Today is the day on which the Church commemorates the lives of Saints Timothy and Titus. There are a limited number of Biblical figures who have “Major Feasts” dedicated to them. They include all of the Apostles and Evangelists, Saint Stephen, Saint Joseph, Saint Michael, Saint James, and the Holy Innocents. Unfortunately, at least for them, the companions of Saint Paul do not rank their own Major Feast; we lump the two of them together and call it a Lesser Feast.
Saint Timothy is better attested than his companion. We know that Saint Paul “discovered” Timothy on his visit to Lystra during what we refer to as “the Second Missionary Journey.” Timothy was himself and believer and the son and grandson of devout Christian women. Though his father was a Greek, his mother was a Jew. Since one’s “Jewishness” was passed down from the mother, this made Timothy a Jew. As such, this young man had to be circumcised before he could begin ministering to Jews. Many youths on fire for the Lord today cry out and say, “I’ll do anything for You, Lord!” I wonder how many young men would go on missions trips if they had to go through a circumcision first! We know also that Timothy was present with Saint Paul in Corinth and Ephesus, that he bore the letter known as I Corinthians to the Church located there on behalf of Saint Paul and that he ministered as one of Saint Paul’s companions to the Churches located around the Aegean Sea. Finally, it is believed that, on his last trip through Ephesus, Saint Paul laid hands on Timothy and commissioned and ordained him to be the first bishop of Ephesus. Given the prominence of that city and his intimate connection to the Apostle, Timothy would have likely been regarded as an archbishop in fairly short order.
Towards the end of his first epistle, Saint Paul instructs his disciple:
“Let no one despise your youth, but be an example to the believers in word, in conduct, in love, in spirit, in faith, in purity. Till I come, give attention to reading, to exhortation, to doctrine. Do not neglect the gift that is in you, which was given to you by prophecy with the laying on of the hands of the eldership. Meditate on these things; give yourself entirely to them, that your progress may be evident to all. Take heed to yourself and to the doctrine. Continue in them, for in doing this you will save both yourself and those who hear you.” (I Timothy 4:12-16)
Saint Titus, on the other hand, is a bit harder to pin down. Apparently, Titus was with Saint Paul prior to the Council of Jerusalem and second missionary journey. In Galatians 2, Saint Paul mentions that “not even Titus who was with me, being a Greek, was compelled to be circumcised.” (verse 3) He is not mentioned in the Book of Acts (I don’t think Saint Luke liked him. I have the same theory about Sosthenes.) but figures prominently in II Corinthians. In the first chapter of The Epistle to Titus, Saint Paul admits, “I left you in Crete, that you should set in order the things that are lacking, and appoint elders in every city as I commanded you” (verse 5). Appointing “elders” (translated from the Greek presbuteros from which we get “priests”) is the job of a bishop and so it is believed that Saint Titus was the first bishop on the island of Crete. Saint Paul even makes a comical remark about the Cretans saying, “One of them, a prophet of their own, said, ‘Cretans are always liars, evil beasts, lazy gluttons.’” (1:12) It is an old logic puzzle: if a Cretan says “all Cretans are always liars,” then how can he be believed?
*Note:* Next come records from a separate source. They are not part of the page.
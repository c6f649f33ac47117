//! 2D geometric predicates used by the triangulator.

use meshcut_core::Tolerance;
use meshcut_math::Point2;

/// Twice the signed area of triangle `abc`; positive when counter-clockwise.
#[inline]
pub fn orient(a: Point2, b: Point2, c: Point2) -> f64 {
    (b - a).perp_dot(c - a)
}

/// Shoelace signed area of a closed polygon; positive when counter-clockwise.
pub fn signed_area(points: &[Point2]) -> f64 {
    let n = points.len();
    if n < 3 {
        return 0.0;
    }
    let mut sum = 0.0;
    for i in 0..n {
        let a = points[i];
        let b = points[(i + 1) % n];
        sum += a.perp_dot(b);
    }
    sum * 0.5
}

/// Distance-sum test for `prev -> point -> next`: true when `point` sits on
/// the segment between its neighbours.
pub fn is_collinear_middle(prev: Point2, point: Point2, next: Point2, tolerance: Tolerance) -> bool {
    let through = prev.distance(point) + point.distance(next);
    tolerance.lengths_eq(through, prev.distance(next))
}

/// True if `p` lies inside or on the boundary of triangle `abc` (either winding).
///
/// For a zero-area triangle this degrades to a bounding-box test along its line.
pub fn point_in_triangle(p: Point2, a: Point2, b: Point2, c: Point2) -> bool {
    let d1 = orient(a, b, p);
    let d2 = orient(b, c, p);
    let d3 = orient(c, a, p);

    if d1 == 0.0 && d2 == 0.0 && d3 == 0.0 {
        let min = a.min(b).min(c);
        let max = a.max(b).max(c);
        return p.x >= min.x && p.x <= max.x && p.y >= min.y && p.y <= max.y;
    }

    let has_neg = d1 < 0.0 || d2 < 0.0 || d3 < 0.0;
    let has_pos = d1 > 0.0 || d2 > 0.0 || d3 > 0.0;
    !(has_neg && has_pos)
}

/// True if segments `p1p2` and `q1q2` cross or touch.
///
/// Segments sharing an endpoint never count as intersecting, so adjacent
/// polygon edges and bridges that start at a polygon vertex are allowed.
pub fn segments_intersect(p1: Point2, p2: Point2, q1: Point2, q2: Point2) -> bool {
    if p1 == p2 || q1 == q2 || p1 == q1 || p1 == q2 || p2 == q1 || p2 == q2 {
        return false;
    }

    let o1 = orient(p1, p2, q1);
    let o2 = orient(p1, p2, q2);
    let o3 = orient(q1, q2, p1);
    let o4 = orient(q1, q2, p2);

    if ((o1 > 0.0 && o2 < 0.0) || (o1 < 0.0 && o2 > 0.0))
        && ((o3 > 0.0 && o4 < 0.0) || (o3 < 0.0 && o4 > 0.0))
    {
        return true;
    }

    (o1 == 0.0 && on_segment(q1, p1, p2))
        || (o2 == 0.0 && on_segment(q2, p1, p2))
        || (o3 == 0.0 && on_segment(p1, q1, q2))
        || (o4 == 0.0 && on_segment(p2, q1, q2))
}

/// `p` is known to be collinear with `ab`; check it lies within the segment.
fn on_segment(p: Point2, a: Point2, b: Point2) -> bool {
    p.x >= a.x.min(b.x) && p.x <= a.x.max(b.x) && p.y >= a.y.min(b.y) && p.y <= a.y.max(b.y)
}

/// Even-odd ray casting test.
pub fn point_in_polygon(polygon: &[Point2], p: Point2) -> bool {
    let n = polygon.len();
    if n < 3 {
        return false;
    }
    let mut inside = false;
    let mut j = n - 1;
    for i in 0..n {
        let a = polygon[i];
        let b = polygon[j];
        if (a.y < p.y && b.y >= p.y) || (b.y < p.y && a.y >= p.y) {
            let x = a.x + (p.y - a.y) / (b.y - a.y) * (b.x - a.x);
            if x < p.x {
                inside = !inside;
            }
        }
        j = i;
    }
    inside
}
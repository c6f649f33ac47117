use crate::{Point3, Vector3};
use serde::{Deserialize, Serialize};

/// Axis-aligned bounds of a vertex buffer.
#[derive(Debug, Clone, Copy, PartialEq, Serialize, Deserialize)]
pub struct Aabb3 {
    pub min: Point3,
    pub max: Point3,
}

impl Aabb3 {
    pub fn new(min: Point3, max: Point3) -> Self {
        Self { min, max }
    }

    /// Tightest box around `points`; `None` for an empty slice.
    pub fn from_points(points: &[Point3]) -> Option<Self> {
        let (&first, rest) = points.split_first()?;
        Some(rest.iter().fold(Self::new(first, first), |bounds, &p| {
            Self::new(bounds.min.min(p), bounds.max.max(p))
        }))
    }

    pub fn center(&self) -> Point3 {
        self.min.lerp(self.max, 0.5)
    }

    pub fn extents(&self) -> Vector3 {
        self.max - self.min
    }

    /// Length of the box measured along `axis` (taken as a direction, sign ignored).
    pub fn extent_along(&self, axis: Vector3) -> f64 {
        self.extents().dot(axis.normalize_or_zero().abs())
    }
}
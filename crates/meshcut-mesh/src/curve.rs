use meshcut_core::{MeshCutError, Result};
use serde::{Deserialize, Serialize};

/// Piecewise-linear curve through `(time, value)` keys.
///
/// Keys are kept sorted by time. Evaluation clamps to the first and last key
/// outside their range; a curve with no keys evaluates to its input.
#[derive(Debug, Clone, PartialEq, Serialize, Deserialize)]
#[serde(try_from = "Vec<(f64, f64)>", into = "Vec<(f64, f64)>")]
pub struct Curve {
    keys: Vec<(f64, f64)>,
}

impl Curve {
    pub fn new(mut keys: Vec<(f64, f64)>) -> Result<Self> {
        if keys.iter().any(|(t, v)| !t.is_finite() || !v.is_finite()) {
            return Err(MeshCutError::Config("curve keys must be finite".into()));
        }
        keys.sort_by(|a, b| a.0.total_cmp(&b.0));
        Ok(Self { keys })
    }

    /// Straight line from `(0, 0)` to `(1, 1)`.
    pub fn linear() -> Self {
        Self {
            keys: vec![(0.0, 0.0), (1.0, 1.0)],
        }
    }

    pub fn constant(value: f64) -> Self {
        Self {
            keys: vec![(0.0, value)],
        }
    }

    pub fn keys(&self) -> &[(f64, f64)] {
        &self.keys
    }

    pub fn evaluate(&self, t: f64) -> f64 {
        let (Some(&first), Some(&last)) = (self.keys.first(), self.keys.last()) else {
            return t;
        };
        if t <= first.0 {
            return first.1;
        }
        if t >= last.0 {
            return last.1;
        }
        let upper = self.keys.partition_point(|k| k.0 <= t);
        let (t0, v0) = self.keys[upper - 1];
        let (t1, v1) = self.keys[upper];
        if t1 == t0 {
            return v1;
        }
        v0 + (v1 - v0) * (t - t0) / (t1 - t0)
    }
}

impl Default for Curve {
    fn default() -> Self {
        Self::linear()
    }
}

impl TryFrom<Vec<(f64, f64)>> for Curve {
    type Error = MeshCutError;

    fn try_from(keys: Vec<(f64, f64)>) -> Result<Self> {
        Self::new(keys)
    }
}

impl From<Curve> for Vec<(f64, f64)> {
    fn from(curve: Curve) -> Self {
        curve.keys
    }
}

#[inline]
pub fn lerp(a: f64, b: f64, t: f64) -> f64 {
    a + (b - a) * t
}
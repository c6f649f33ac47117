/// Numeric tolerances shared by the slicer and the cap triangulator.
#[derive(Debug, Clone, Copy, PartialEq, serde::Serialize, serde::Deserialize)]
#[serde(default)]
pub struct Tolerance {
    /// Distance below which a vertex is treated as lying on the cutting plane (model units)
    pub plane: f64,
    /// Distance below which two points are considered coincident when choosing a projection basis
    pub coincident: f64,
    /// Relative epsilon for the distance-sum collinearity test
    pub collinear: f64,
}

impl Tolerance {
    pub const DEFAULT_PLANE: f64 = 1e-4;
    pub const DEFAULT_COINCIDENT: f64 = 0.01;
    pub const DEFAULT_COLLINEAR: f64 = 1e-9;

    pub fn new(plane: f64, coincident: f64, collinear: f64) -> Self {
        Self {
            plane,
            coincident,
            collinear,
        }
    }

    /// Check if a signed distance puts a point on the plane
    pub fn is_near_plane(self, signed_distance: f64) -> bool {
        signed_distance.abs() < self.plane
    }

    /// Check if two lengths are equal within the relative collinearity epsilon.
    ///
    /// `a` is usually the sum of two sub-distances and `b` the third distance.
    pub fn lengths_eq(self, a: f64, b: f64) -> bool {
        let scale = a.abs().max(b.abs());
        (a - b).abs() <= (self.collinear * scale).max(f64::EPSILON * 8.0)
    }
}

impl Default for Tolerance {
    fn default() -> Self {
        Self {
            plane: Self::DEFAULT_PLANE,
            coincident: Self::DEFAULT_COINCIDENT,
            collinear: Self::DEFAULT_COLLINEAR,
        }
    }
}
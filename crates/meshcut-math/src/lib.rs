pub mod aabb;
pub mod basis;
pub mod key;
pub mod plane;
pub mod ray;
pub mod transform;

pub use glam::{DMat3, DMat4, DQuat, DVec2, DVec3, DVec4};
pub use aabb::Aabb3;
pub use basis::PlaneBasis;
pub use key::{Point2Key, PointKey};
pub use plane::{Plane, Side};
pub use ray::Ray;
pub use transform::Transform;

pub type Point2 = DVec2;
pub type Point3 = DVec3;
pub type Vector2 = DVec2;
pub type Vector3 = DVec3;
use std::collections::HashMap;

use meshcut_math::{Point2, Point2Key, Point3, PointKey, Vector3};

use crate::mesh::TriangleMesh;

/// One vertex with all of its attributes.
#[derive(Debug, Clone, Copy, PartialEq)]
pub struct Vertex {
    pub position: Point3,
    pub normal: Vector3,
    pub uv: Point2,
}

impl Vertex {
    pub fn new(position: Point3, normal: Vector3, uv: Point2) -> Self {
        Self {
            position,
            normal,
            uv,
        }
    }

    fn key(&self) -> VertexKey {
        (
            PointKey::new(self.position),
            PointKey::new(self.normal),
            Point2Key::new(self.uv),
        )
    }
}

type VertexKey = (PointKey, PointKey, Point2Key);

/// Accumulates the vertex and index streams of one output mesh.
///
/// With sharing enabled, a vertex whose position, normal and UV are all
/// bit-identical to an earlier one reuses its index.
#[derive(Debug, Default)]
pub struct MeshBuilder {
    mesh: TriangleMesh,
    shared: Option<HashMap<VertexKey, u32>>,
}

impl MeshBuilder {
    pub fn new(share_vertices: bool) -> Self {
        Self {
            mesh: TriangleMesh::default(),
            shared: share_vertices.then(HashMap::new),
        }
    }

    pub fn push_vertex(&mut self, vertex: Vertex) -> u32 {
        match self.shared.as_mut() {
            Some(shared) => {
                let mesh = &mut self.mesh;
                *shared
                    .entry(vertex.key())
                    .or_insert_with(|| append(mesh, vertex))
            }
            None => append(&mut self.mesh, vertex),
        }
    }

    /// Append a vertex without consulting or updating the sharing map.
    pub fn push_unshared(&mut self, vertex: Vertex) -> u32 {
        append(&mut self.mesh, vertex)
    }

    pub fn push_triangle(&mut self, triangle: [Vertex; 3]) {
        let [a, b, c] = triangle.map(|v| self.push_vertex(v));
        self.mesh.indices.extend_from_slice(&[a, b, c]);
    }

    pub fn push_unshared_triangle(&mut self, triangle: [Vertex; 3]) {
        let [a, b, c] = triangle.map(|v| self.push_unshared(v));
        self.mesh.indices.extend_from_slice(&[a, b, c]);
    }

    pub fn triangle_count(&self) -> usize {
        self.mesh.triangle_count()
    }

    pub fn build(self) -> TriangleMesh {
        self.mesh
    }
}

fn append(mesh: &mut TriangleMesh, vertex: Vertex) -> u32 {
    let index = mesh.positions.len() as u32;
    mesh.positions.push(vertex.position);
    mesh.normals.push(vertex.normal);
    mesh.uvs.push(vertex.uv);
    index
}
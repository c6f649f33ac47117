use meshcut_math::{Point2, Point3};

/// Segment of a cut cross-section in 3D, produced by the triangle splitter.
///
/// Endpoint order carries no meaning; two edges with swapped endpoints are the
/// same boundary segment.
#[derive(Debug, Clone, Copy, PartialEq)]
pub struct BoundaryEdge {
    pub a: Point3,
    pub b: Point3,
}

impl BoundaryEdge {
    pub fn new(a: Point3, b: Point3) -> Self {
        Self { a, b }
    }
}

/// Boundary edge projected into a cap's 2D frame.
#[derive(Debug, Clone, Copy, PartialEq)]
pub struct Edge2 {
    pub a: Point2,
    pub b: Point2,
}

impl Edge2 {
    pub fn new(a: Point2, b: Point2) -> Self {
        Self { a, b }
    }

    pub fn is_degenerate(&self) -> bool {
        self.a == self.b
    }

    /// The endpoint that is not `p`; `None` if `p` is not an endpoint.
    pub fn other(&self, p: Point2) -> Option<Point2> {
        if self.a == p {
            Some(self.b)
        } else if self.b == p {
            Some(self.a)
        } else {
            None
        }
    }
}
use meshcut_core::Tolerance;
use meshcut_math::Point2;

use crate::predicates::{is_collinear_middle, point_in_polygon, segments_intersect, signed_area};

#[derive(Debug, Clone, Copy, PartialEq, Eq)]
pub enum Orientation {
    Clockwise,
    CounterClockwise,
}

/// Closed 2D polygon; the last point connects back to the first implicitly.
#[derive(Debug, Clone, PartialEq, Default)]
pub struct PolygonLoop {
    points: Vec<Point2>,
}

impl PolygonLoop {
    pub fn new(points: Vec<Point2>) -> Self {
        Self { points }
    }

    pub fn points(&self) -> &[Point2] {
        &self.points
    }

    pub fn into_points(self) -> Vec<Point2> {
        self.points
    }

    pub fn len(&self) -> usize {
        self.points.len()
    }

    pub fn is_empty(&self) -> bool {
        self.points.is_empty()
    }

    pub fn signed_area(&self) -> f64 {
        signed_area(&self.points)
    }

    pub fn orientation(&self) -> Orientation {
        if self.signed_area() < 0.0 {
            Orientation::Clockwise
        } else {
            Orientation::CounterClockwise
        }
    }

    pub fn make_counter_clockwise(&mut self) {
        if self.orientation() == Orientation::Clockwise {
            self.points.reverse();
        }
    }

    /// Same loop traversed the other way.
    pub fn reversed(&self) -> Self {
        let mut points = self.points.clone();
        points.reverse();
        Self { points }
    }

    /// Drop every vertex that lies on the segment between its neighbours.
    ///
    /// Repeats until stable, since removing one vertex can make a neighbour
    /// collinear. Stops once fewer than three points remain.
    pub fn remove_collinear(&mut self, tolerance: Tolerance) {
        let mut i = 0;
        let mut since_removal = 0;
        while self.points.len() >= 3 && since_removal < self.points.len() {
            let n = self.points.len();
            let prev = self.points[(i + n - 1) % n];
            let next = self.points[(i + 1) % n];
            if is_collinear_middle(prev, self.points[i], next, tolerance) {
                self.points.remove(i);
                since_removal = 0;
                if i >= self.points.len() {
                    i = 0;
                }
            } else {
                since_removal += 1;
                i = (i + 1) % n;
            }
        }
    }

    /// Edges as `(start, end)` pairs, including the closing edge.
    pub fn edges(&self) -> impl Iterator<Item = (Point2, Point2)> + '_ {
        let n = self.points.len();
        (0..n).map(move |i| (self.points[i], self.points[(i + 1) % n]))
    }

    pub fn contains_point(&self, p: Point2) -> bool {
        point_in_polygon(&self.points, p)
    }

    /// True if any edge of `self` crosses or touches an edge of `other`.
    pub fn intersects(&self, other: &PolygonLoop) -> bool {
        self.edges()
            .any(|(a, b)| other.edges().any(|(c, d)| segments_intersect(a, b, c, d)))
    }
}

#[cfg(test)]
mod tests {
    use super::*;
    use glam::dvec2;

    fn square(min: f64, max: f64) -> PolygonLoop {
        PolygonLoop::new(vec![
            dvec2(min, min),
            dvec2(max, min),
            dvec2(max, max),
            dvec2(min, max),
        ])
    }

    #[test]
    fn test_orientation() {
        let ccw = square(0.0, 1.0);
        assert_eq!(ccw.orientation(), Orientation::CounterClockwise);
        let mut cw = ccw.reversed();
        assert_eq!(cw.orientation(), Orientation::Clockwise);
        cw.make_counter_clockwise();
        assert_eq!(cw.orientation(), Orientation::CounterClockwise);
        assert!((cw.signed_area() - 1.0).abs() < 1e-12);
    }

    #[test]
    fn test_remove_collinear() {
        let mut octagon = PolygonLoop::new(vec![
            dvec2(0.0, 0.0),
            dvec2(0.5, 0.0),
            dvec2(1.0, 0.0),
            dvec2(1.0, 0.5),
            dvec2(1.0, 1.0),
            dvec2(0.5, 1.0),
            dvec2(0.0, 1.0),
            dvec2(0.0, 0.5),
        ]);
        octagon.remove_collinear(Tolerance::default());
        assert_eq!(octagon.len(), 4);
        assert!((octagon.signed_area() - 1.0).abs() < 1e-12);
    }

    #[test]
    fn test_remove_collinear_first_vertex() {
        let mut lp = PolygonLoop::new(vec![
            dvec2(1.0, 0.0),
            dvec2(2.0, 0.0),
            dvec2(2.0, 2.0),
            dvec2(0.0, 2.0),
            dvec2(0.0, 0.0),
        ]);
        lp.remove_collinear(Tolerance::default());
        assert_eq!(lp.len(), 4);
        assert!(!lp.points().contains(&dvec2(1.0, 0.0)));
    }

    #[test]
    fn test_remove_collinear_flat_loop_collapses() {
        let mut flat = PolygonLoop::new(vec![dvec2(0.0, 0.0), dvec2(1.0, 0.0), dvec2(2.0, 0.0)]);
        flat.remove_collinear(Tolerance::default());
        assert!(flat.len() < 3);
    }

    #[test]
    fn test_containment_and_intersection() {
        let outer = square(0.0, 4.0);
        let inner = square(1.0, 3.0);
        let shifted = square(3.0, 5.0);
        assert!(outer.contains_point(inner.points()[0]));
        assert!(!inner.contains_point(outer.points()[0]));
        assert!(!outer.intersects(&inner));
        assert!(outer.intersects(&shifted));
        assert_eq!(outer.edges().count(), 4);
    }
}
My intention today is not to provide a meditative thought for the day. Rather, I want to show that we see the beginnings of Apostolic Succession even in the later books of the Bible itself. With our belief in Apostolic Succession, we say that God sent Jesus, who commissioned the Apostles, who commissioned the Disciples, who commissioned the first bishops in the Church, but we have this feeling that there is no Biblical record to support this belief. There is plenty of extra-Biblical support, but no Biblical evidence. This is not the case. Our Lord appeared to Saint Paul on the road to Damascus (Acts of the Apostles 9); we know that in Antioch, prior to the First Missionary Journey, the elders “laid hands on” Saints Paul and Barnabbas (ordained them). Further, we know that Saint Timothy had a “gift” that was given to him “with the laying on of hands” and that Saint Titus was commanded by Saint Paul to “appoint elders in every city.” This is the succession of the Apostles that we talk about. It is not just an historical idea put forth by a Roman bishop; it is a Biblical concept put forward by the Lord. For whatever it is worth, around the end of the first century, when Saint Timothy was martyred for the faith, he was succeeded as bishop by a man named Onesimus. It is believed that was the same runaway slave that Saint Paul sent back to his master carrying The Epistle to Philemon.
Just and merciful God, in every generation you raise up prophets, teachers and witnesses to summon the world to honor and praise your holy Name; We thank you for sending Timothy and Titus, whose gifts built up your Church by the power of the Holy Spirit. Grant that we too may be living stones built upon the foundation of Jesus Christ our Savior; who with you and the Holy Spirit lives and reigns, one God, now and forever. Amen.